Traditional goat cheeses are produced using unpasteurized milk, which increases the food safety concerns for these types of products. Fresh goat's milk was inoculated to 107 cfu/ml with Listeria monocytogenes (L-2289) and exposed to UV light using the CiderSure 3500 apparatus. Inoculated milk was exposed to an ultraviolet dose range between 0 and 20 mJ/cm2 to determine the optimal UV dose. A greater than 5-log reduction was achieved (p < 0.0001) when the milk was processed 12 times for a cumulative exposure time of roughly 18 sec and a cumulative UV dose of 15.8 +/- 1.6 mJ/cm2. The results of this study indicate that UV irradiation could be used for the reduction of L. monocytogenes in goat's milk.

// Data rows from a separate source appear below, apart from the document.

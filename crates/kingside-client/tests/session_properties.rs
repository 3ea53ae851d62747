//! End-to-end properties of the client against a real rules oracle.
//!
//! The relay is played by hand: requests are answered by building the reply
//! frame the relay would send.

use std::{cell::Cell, time::Instant};

use kingside_client::{
    Client, ClientAction, ClientConfig, ClientError, ClientEvent, Environment, InputState,
    OPPONENT_JOINED_NOTICE, SessionStatus,
};
use kingside_core::{
    BoardSnapshot, Color, LegalMove, Move, Oracle, OracleError, Outcome, PlayerInfo, Square,
    TerminalKind,
};
use kingside_proto::{Ack, EventName, Frame, FrameKind, RemoteMove};
use kingside_rules::ShakmatyOracle;
use proptest::prelude::*;

#[derive(Clone)]
struct TestEnv;

impl Environment for TestEnv {
    fn now(&self) -> Instant {
        Instant::now()
    }

    fn random_bytes(&self, buffer: &mut [u8]) {
        buffer.fill(7);
    }
}

/// Wraps an oracle and counts `apply` calls.
struct Counting<O> {
    inner: O,
    applies: Cell<usize>,
}

impl<O> Counting<O> {
    fn new(inner: O) -> Self {
        Self { inner, applies: Cell::new(0) }
    }
}

impl<O: Oracle> Oracle for Counting<O> {
    fn legal_moves(&self, from: Square) -> Vec<LegalMove> {
        self.inner.legal_moves(from)
    }

    fn apply(&mut self, mv: &Move) -> Result<(), OracleError> {
        self.applies.set(self.applies.get() + 1);
        self.inner.apply(mv)
    }

    fn side_to_move(&self) -> Color {
        self.inner.side_to_move()
    }

    fn is_checkmate(&self) -> bool {
        self.inner.is_checkmate()
    }

    fn is_stalemate(&self) -> bool {
        self.inner.is_stalemate()
    }

    fn is_insufficient_material(&self) -> bool {
        self.inner.is_insufficient_material()
    }

    fn is_threefold_repetition(&self) -> bool {
        self.inner.is_threefold_repetition()
    }

    fn snapshot(&self) -> BoardSnapshot {
        self.inner.snapshot()
    }

    fn reset(&mut self) {
        self.inner.reset();
    }
}

type TestClient = Client<Counting<ShakmatyOracle>, TestEnv>;

fn client_with(oracle: ShakmatyOracle) -> TestClient {
    let mut client = Client::new(TestEnv, Counting::new(oracle), &ClientConfig::default());
    client.handle(ClientEvent::Connected).unwrap();
    client
}

fn sq(s: &str) -> Square {
    s.parse().unwrap()
}

fn mv(from: &str, to: &str) -> Move {
    Move::new(sq(from), sq(to))
}

fn press(client: &mut TestClient, square: Square) -> Vec<ClientAction> {
    let (x, y) = client.input().geometry().centre_of(square);
    client.handle(ClientEvent::PointerDown { x, y }).unwrap()
}

fn release(client: &mut TestClient, square: Square) -> Vec<ClientAction> {
    let (x, y) = client.input().geometry().centre_of(square);
    client.handle(ClientEvent::PointerMove { x, y }).unwrap();
    client.handle(ClientEvent::PointerUp { x, y }).unwrap()
}

fn sent(actions: &[ClientAction]) -> Vec<Frame> {
    actions
        .iter()
        .filter_map(|a| match a {
            ClientAction::Send(frame) => Some(frame.clone()),
            _ => None,
        })
        .collect()
}

fn request_id(frame: &Frame) -> u64 {
    match frame.kind {
        FrameKind::Request { request_id, .. } => request_id,
        other => panic!("expected request, got {other:?}"),
    }
}

/// Host a room and let an opponent of the other color arrive.
fn start_hosted_game(client: &mut TestClient, color: Color) {
    let actions = client
        .handle(ClientEvent::CreateGame { color, name: "alice".to_string() })
        .unwrap();
    let reply = Frame::reply(request_id(&sent(&actions)[0]), &Ack::ok("ROOM01".to_string())).unwrap();
    client.handle(ClientEvent::FrameReceived(reply)).unwrap();

    let bob = PlayerInfo { name: "bob".to_string(), color: color.opposite() };
    let joined = Frame::event(EventName::OpponentConnected, &bob).unwrap();
    client.handle(ClientEvent::FrameReceived(joined)).unwrap();
}

fn receive_move(client: &mut TestClient, m: Move) -> Vec<ClientAction> {
    let frame = Frame::event(EventName::MakeMove, &RemoteMove { mv: m }).unwrap();
    client.handle(ClientEvent::FrameReceived(frame)).unwrap()
}

fn highlights(actions: &[ClientAction]) -> Vec<Square> {
    actions
        .iter()
        .find_map(|a| match a {
            ClientAction::Highlight(squares) => Some(squares.clone()),
            _ => None,
        })
        .unwrap_or_default()
}

#[test]
fn completed_move_applies_once_and_flips_side() {
    let mut client = client_with(ShakmatyOracle::new());

    press(&mut client, sq("g1"));
    assert_eq!(client.oracle().applies.get(), 0);
    let actions = release(&mut client, sq("f3"));

    assert_eq!(client.oracle().applies.get(), 1);
    let view = actions
        .iter()
        .find_map(|a| match a {
            ClientAction::Render(view) => Some(view.clone()),
            _ => None,
        })
        .unwrap();
    assert_eq!(view.side_to_move, Color::Black);
}

#[test]
fn illegal_drop_never_reaches_the_oracle() {
    let mut client = client_with(ShakmatyOracle::new());

    press(&mut client, sq("g1"));
    let actions = release(&mut client, sq("g3"));

    assert_eq!(client.oracle().applies.get(), 0);
    assert!(actions.contains(&ClientAction::ReturnPiece { origin: sq("g1") }));
    assert_eq!(client.input().state(), &InputState::Idle);
}

#[test]
fn promotion_prompt_comes_before_apply() {
    let mut client = client_with(ShakmatyOracle::from_fen("8/1P6/8/8/8/8/8/k6K w - - 0 1").unwrap());

    press(&mut client, sq("b7"));
    let actions = release(&mut client, sq("b8"));

    assert_eq!(client.oracle().applies.get(), 0);
    assert!(actions.contains(&ClientAction::PromptPromotion { square: sq("b8"), color: Color::White }));
    assert!(matches!(client.input().state(), InputState::AwaitingPromotion(_)));

    client
        .handle(ClientEvent::ChoosePromotion(kingside_core::PromotionPiece::Knight))
        .unwrap();
    assert_eq!(client.oracle().applies.get(), 1);
    assert!(client.board().piece_at(sq("b8")).is_some());
}

#[test]
fn sandbox_checkmate_is_reported_as_checkmate() {
    let mut client = client_with(ShakmatyOracle::new());

    for m in [mv("f2", "f3"), mv("e7", "e5"), mv("g2", "g4")] {
        client.handle(ClientEvent::PlayMove(m)).unwrap();
    }
    let actions = client.handle(ClientEvent::PlayMove(mv("d8", "h4"))).unwrap();

    let result = actions
        .iter()
        .find_map(|a| match a {
            ClientAction::GameOver(result) => Some(*result),
            _ => None,
        })
        .unwrap();
    assert_eq!(result.kind, TerminalKind::Checkmate);
    // Sandbox perspective is white's.
    assert_eq!(result.outcome, Outcome::Lose);

    // Board is locked until the session is left.
    assert!(press(&mut client, sq("a2")).is_empty());
    client.handle(ClientEvent::LeaveGame).unwrap();
    assert_eq!(client.session().status(), &SessionStatus::Idle);
    assert_eq!(client.board().pieces.len(), 32);
}

#[test]
fn create_then_immediately_leave_is_idle_defaults() {
    let mut client = client_with(ShakmatyOracle::new());

    let create = client
        .handle(ClientEvent::CreateGame { color: Color::Black, name: "alice".to_string() })
        .unwrap();
    client.handle(ClientEvent::LeaveGame).unwrap();

    // The create reply arriving after leave changes nothing.
    let reply = Frame::reply(request_id(&sent(&create)[0]), &Ack::ok("ROOM01".to_string())).unwrap();
    assert!(client.handle(ClientEvent::FrameReceived(reply)).unwrap().is_empty());

    let session = client.session();
    assert_eq!(session.status(), &SessionStatus::Idle);
    assert_eq!(session.room_id(), None);
    assert!(session.opponent().is_none());
    assert_eq!(session.local_color(), Color::White);
    assert_eq!(session.pending_request(), None);
}

#[test]
fn joiner_plays_the_other_color() {
    let mut host = client_with(ShakmatyOracle::new());
    let mut guest = client_with(ShakmatyOracle::new());

    let create = host
        .handle(ClientEvent::CreateGame { color: Color::White, name: "alice".to_string() })
        .unwrap();
    let reply = Frame::reply(request_id(&sent(&create)[0]), &Ack::ok("ROOM01".to_string())).unwrap();
    host.handle(ClientEvent::FrameReceived(reply)).unwrap();

    let join = guest
        .handle(ClientEvent::JoinGame { room_id: "ROOM01".to_string(), name: "bob".to_string() })
        .unwrap();
    let host_info = PlayerInfo { name: "alice".to_string(), color: Color::White };
    let reply = Frame::reply(request_id(&sent(&join)[0]), &Ack::ok(host_info)).unwrap();
    guest.handle(ClientEvent::FrameReceived(reply)).unwrap();

    assert_eq!(guest.session().local_color(), Color::Black);
    assert_eq!(guest.session().status(), &SessionStatus::InProgress);

    let bob = PlayerInfo { name: "bob".to_string(), color: Color::Black };
    let joined = Frame::event(EventName::OpponentConnected, &bob).unwrap();
    host.handle(ClientEvent::FrameReceived(joined.clone())).unwrap();
    assert_eq!(host.session().status(), &SessionStatus::InProgress);
    assert_eq!(host.notices().len(), 1);
    assert_eq!(host.notices()[0].id.as_deref(), Some(OPPONENT_JOINED_NOTICE));

    // A repeated join event does not notify twice.
    host.handle(ClientEvent::FrameReceived(joined)).unwrap();
    assert_eq!(host.notices().len(), 1);
}

#[test]
fn turns_alternate_between_local_and_remote() {
    let mut client = client_with(ShakmatyOracle::new());
    start_hosted_game(&mut client, Color::White);

    let actions = client.handle(ClientEvent::PlayMove(mv("e2", "e4"))).unwrap();
    assert_eq!(sent(&actions).len(), 1);
    assert_eq!(client.board().side_to_move, Color::Black);

    let err = client.handle(ClientEvent::PlayMove(mv("d2", "d4"))).unwrap_err();
    assert_eq!(err, ClientError::NotYourTurn);
    assert!(!err.is_fatal());
    assert_eq!(client.oracle().applies.get(), 1);

    // Pointer input cannot pick up white pieces either.
    assert!(press(&mut client, sq("d2")).is_empty());

    receive_move(&mut client, mv("e7", "e5"));
    assert_eq!(client.board().side_to_move, Color::White);
    assert!(client.handle(ClientEvent::PlayMove(mv("d2", "d4"))).is_ok());
}

#[test]
fn out_of_turn_remote_move_is_discarded() {
    let mut client = client_with(ShakmatyOracle::new());
    start_hosted_game(&mut client, Color::Black);

    // Black may not pick up while white is to move.
    assert!(press(&mut client, sq("e7")).is_empty());

    receive_move(&mut client, mv("e2", "e4"));
    press(&mut client, sq("e7"));
    assert!(matches!(client.input().state(), InputState::Dragging(_)));

    // A second white move in a row is dropped and the drag stays open.
    assert!(receive_move(&mut client, mv("d2", "d4")).is_empty());
    assert!(matches!(client.input().state(), InputState::Dragging(_)));
    assert_eq!(client.board().side_to_move, Color::Black);
}

#[test]
fn entering_a_session_cancels_a_sandbox_drag() {
    let mut client = client_with(ShakmatyOracle::new());
    let join = client
        .handle(ClientEvent::JoinGame { room_id: "ROOM01".to_string(), name: "bob".to_string() })
        .unwrap();

    press(&mut client, sq("e2"));
    assert!(matches!(client.input().state(), InputState::Dragging(_)));

    let host = PlayerInfo { name: "alice".to_string(), color: Color::Black };
    let reply = Frame::reply(request_id(&sent(&join)[0]), &Ack::ok(host)).unwrap();
    let actions = client.handle(ClientEvent::FrameReceived(reply)).unwrap();

    assert!(actions.contains(&ClientAction::ReturnPiece { origin: sq("e2") }));
    assert_eq!(client.input().state(), &InputState::Idle);
    assert_eq!(client.session().local_color(), Color::White);
}

#[test]
fn leaving_unregisters_session_subscribers() {
    let mut client = client_with(ShakmatyOracle::new());
    start_hosted_game(&mut client, Color::White);
    assert_eq!(client.session().subscriber_count(EventName::MakeMove), 1);

    let actions = client.handle(ClientEvent::LeaveGame).unwrap();
    assert_eq!(sent(&actions)[0].name(), Some(EventName::LeaveGame));
    assert_eq!(client.session().subscriber_count(EventName::MakeMove), 0);

    // Moves for the old room no longer reach the oracle.
    let applies = client.oracle().applies.get();
    assert!(receive_move(&mut client, mv("e7", "e5")).is_empty());
    assert_eq!(client.oracle().applies.get(), applies);
}

proptest! {
    #[test]
    fn squares_without_moves_never_get_targets(file in 0u8..8, rank in 0u8..8) {
        let mut client = client_with(ShakmatyOracle::new());
        let square = Square::new(file, rank).unwrap();
        let legal = client.oracle().legal_moves(square);

        let actions = press(&mut client, square);

        if legal.is_empty() {
            prop_assert!(highlights(&actions).is_empty());
        } else {
            let targets = highlights(&actions);
            prop_assert!(targets.iter().all(|t| legal.iter().any(|l| l.to == *t)));
        }
    }
}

Organoleptic consequences of goat's milk treated with UV technology were assessed. Olfactory studies were conducted and a highly significant difference was determined between the odor of fresh goat's milk and UV processed milk (p < 0.05). The extent of lipid oxidation and hydrolytic rancidity was measured by thiobarbituric acid reactive substances (TBARS) and acid degree values (ADVs). Results indicated that as the UV dose increased, there was a significant increase in TBARS values and ADVs of the milk samples (p < 0.05). Milk samples were processed using the UV processor under the same conditions as previously described without exposure to the UV source to determine if the agitation from pumping was causing off-flavors by way of hydrolytic rancidity. The ADVs from these samples increased at the same rate as the UV irradiated samples; however, sensory studies indicated that the increase of free fatty acids (FFA) was not enough to cause detectable off-odors in the milk. Solid phase microextraction and gas chromatography (SPME-GC) was utilized to quantify the production of volatile compounds that were formed due to UV processing. The formation of pentanal, hexanal and heptanal was identified after as little as 1.3 mJ/cm2 UV dose. Peak areas were measured and analyzed after 7.8 mJ/cm2 and 15.6 mJ/cm2 and were determined to increase significantly as UV dose increased (p < 0.05). The chemical analyses supported the findings from the olfactory studies. The outcome of this research showed that UV irradiation at the wavelength 254 nm, was detrimental to certain chemical properties of fluid milk. The properties that were perceived as negative in fluid milk may be considered an attribute in certain types of cheese and future studies in the cheese production sector should be considered. Other applications for this technology could be for use in developing countries where milk is not typically processed because of the high costs of thermal pasteurization. On-farm applications for the treatment of replacement milk should also be considered.